Exercise:
Go through the entries below and pick out every line with "backoff".

Raw data:
━━━━━━

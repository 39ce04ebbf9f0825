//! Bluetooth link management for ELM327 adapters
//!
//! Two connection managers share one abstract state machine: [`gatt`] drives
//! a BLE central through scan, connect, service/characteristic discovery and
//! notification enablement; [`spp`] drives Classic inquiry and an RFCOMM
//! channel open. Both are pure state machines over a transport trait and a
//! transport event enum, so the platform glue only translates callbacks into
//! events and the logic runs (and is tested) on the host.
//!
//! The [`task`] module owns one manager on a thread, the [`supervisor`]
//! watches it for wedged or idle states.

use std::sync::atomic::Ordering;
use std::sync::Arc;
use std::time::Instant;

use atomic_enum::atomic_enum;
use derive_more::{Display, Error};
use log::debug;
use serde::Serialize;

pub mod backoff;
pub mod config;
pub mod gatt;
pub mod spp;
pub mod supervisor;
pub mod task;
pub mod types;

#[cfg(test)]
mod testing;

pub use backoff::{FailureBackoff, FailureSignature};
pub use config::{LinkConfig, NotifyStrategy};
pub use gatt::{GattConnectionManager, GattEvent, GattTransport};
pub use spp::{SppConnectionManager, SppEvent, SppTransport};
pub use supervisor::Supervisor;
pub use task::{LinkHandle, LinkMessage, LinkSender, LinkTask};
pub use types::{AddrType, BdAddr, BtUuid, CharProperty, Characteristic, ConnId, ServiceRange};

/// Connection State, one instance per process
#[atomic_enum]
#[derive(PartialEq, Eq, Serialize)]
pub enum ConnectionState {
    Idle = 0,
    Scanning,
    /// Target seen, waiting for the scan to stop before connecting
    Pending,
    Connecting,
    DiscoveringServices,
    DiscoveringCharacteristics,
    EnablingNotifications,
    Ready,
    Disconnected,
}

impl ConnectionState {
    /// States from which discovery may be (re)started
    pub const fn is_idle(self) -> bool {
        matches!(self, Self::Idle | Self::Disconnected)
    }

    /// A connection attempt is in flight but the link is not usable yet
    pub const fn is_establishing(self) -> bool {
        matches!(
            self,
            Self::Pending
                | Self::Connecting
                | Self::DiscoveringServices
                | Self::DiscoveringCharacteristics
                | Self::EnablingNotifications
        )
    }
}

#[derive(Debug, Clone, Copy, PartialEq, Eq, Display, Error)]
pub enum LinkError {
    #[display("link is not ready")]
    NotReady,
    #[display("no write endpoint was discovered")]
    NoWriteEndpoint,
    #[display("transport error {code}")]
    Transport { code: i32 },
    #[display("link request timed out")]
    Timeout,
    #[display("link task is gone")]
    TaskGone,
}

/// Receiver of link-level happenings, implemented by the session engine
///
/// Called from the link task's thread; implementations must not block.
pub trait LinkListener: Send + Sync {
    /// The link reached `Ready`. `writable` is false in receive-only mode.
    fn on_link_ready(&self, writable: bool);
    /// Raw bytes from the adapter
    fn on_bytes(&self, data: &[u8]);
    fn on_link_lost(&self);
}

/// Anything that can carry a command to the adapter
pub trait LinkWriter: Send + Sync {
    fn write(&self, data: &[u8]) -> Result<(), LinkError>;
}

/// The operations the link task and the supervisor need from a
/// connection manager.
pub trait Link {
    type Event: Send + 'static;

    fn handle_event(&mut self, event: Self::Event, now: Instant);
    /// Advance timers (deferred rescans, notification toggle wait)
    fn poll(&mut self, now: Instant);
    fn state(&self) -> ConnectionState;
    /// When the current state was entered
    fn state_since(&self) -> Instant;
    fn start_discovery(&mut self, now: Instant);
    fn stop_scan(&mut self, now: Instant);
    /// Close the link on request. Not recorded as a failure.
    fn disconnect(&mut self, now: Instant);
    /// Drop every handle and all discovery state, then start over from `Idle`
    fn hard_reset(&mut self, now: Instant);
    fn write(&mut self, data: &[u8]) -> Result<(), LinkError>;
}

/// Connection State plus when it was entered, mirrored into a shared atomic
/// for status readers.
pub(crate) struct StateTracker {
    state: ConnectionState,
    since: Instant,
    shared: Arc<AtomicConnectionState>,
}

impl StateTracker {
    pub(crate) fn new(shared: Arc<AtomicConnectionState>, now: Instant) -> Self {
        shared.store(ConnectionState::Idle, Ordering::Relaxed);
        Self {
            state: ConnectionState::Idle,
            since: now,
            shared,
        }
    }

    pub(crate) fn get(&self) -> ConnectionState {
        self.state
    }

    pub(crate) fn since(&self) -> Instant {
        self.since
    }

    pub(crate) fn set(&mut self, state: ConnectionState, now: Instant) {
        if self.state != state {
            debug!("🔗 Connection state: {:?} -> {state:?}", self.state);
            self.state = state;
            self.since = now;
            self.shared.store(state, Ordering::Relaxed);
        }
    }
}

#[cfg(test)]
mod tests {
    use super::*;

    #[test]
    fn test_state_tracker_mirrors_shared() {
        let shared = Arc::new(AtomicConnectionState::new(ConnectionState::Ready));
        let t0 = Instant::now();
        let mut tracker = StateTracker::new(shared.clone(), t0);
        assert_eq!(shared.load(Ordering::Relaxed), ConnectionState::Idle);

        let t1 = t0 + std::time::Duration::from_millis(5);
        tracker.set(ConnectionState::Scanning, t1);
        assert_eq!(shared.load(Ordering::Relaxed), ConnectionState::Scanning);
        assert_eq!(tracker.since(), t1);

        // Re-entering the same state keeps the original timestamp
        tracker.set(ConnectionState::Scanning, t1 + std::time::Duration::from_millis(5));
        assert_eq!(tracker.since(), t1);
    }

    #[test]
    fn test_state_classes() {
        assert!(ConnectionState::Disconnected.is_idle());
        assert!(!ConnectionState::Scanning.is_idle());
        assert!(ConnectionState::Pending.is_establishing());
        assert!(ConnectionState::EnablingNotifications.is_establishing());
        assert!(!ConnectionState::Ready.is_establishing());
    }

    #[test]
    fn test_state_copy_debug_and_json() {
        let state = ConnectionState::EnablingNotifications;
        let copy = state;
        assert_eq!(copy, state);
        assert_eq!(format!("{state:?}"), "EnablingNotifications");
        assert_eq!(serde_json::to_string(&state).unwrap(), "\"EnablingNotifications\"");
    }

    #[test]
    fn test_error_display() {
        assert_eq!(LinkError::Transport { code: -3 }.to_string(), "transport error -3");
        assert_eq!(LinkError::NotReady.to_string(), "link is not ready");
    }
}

━━━━━━

Solution for this exercise:
pub mod backoff;
pub use backoff::{FailureBackoff, FailureSignature};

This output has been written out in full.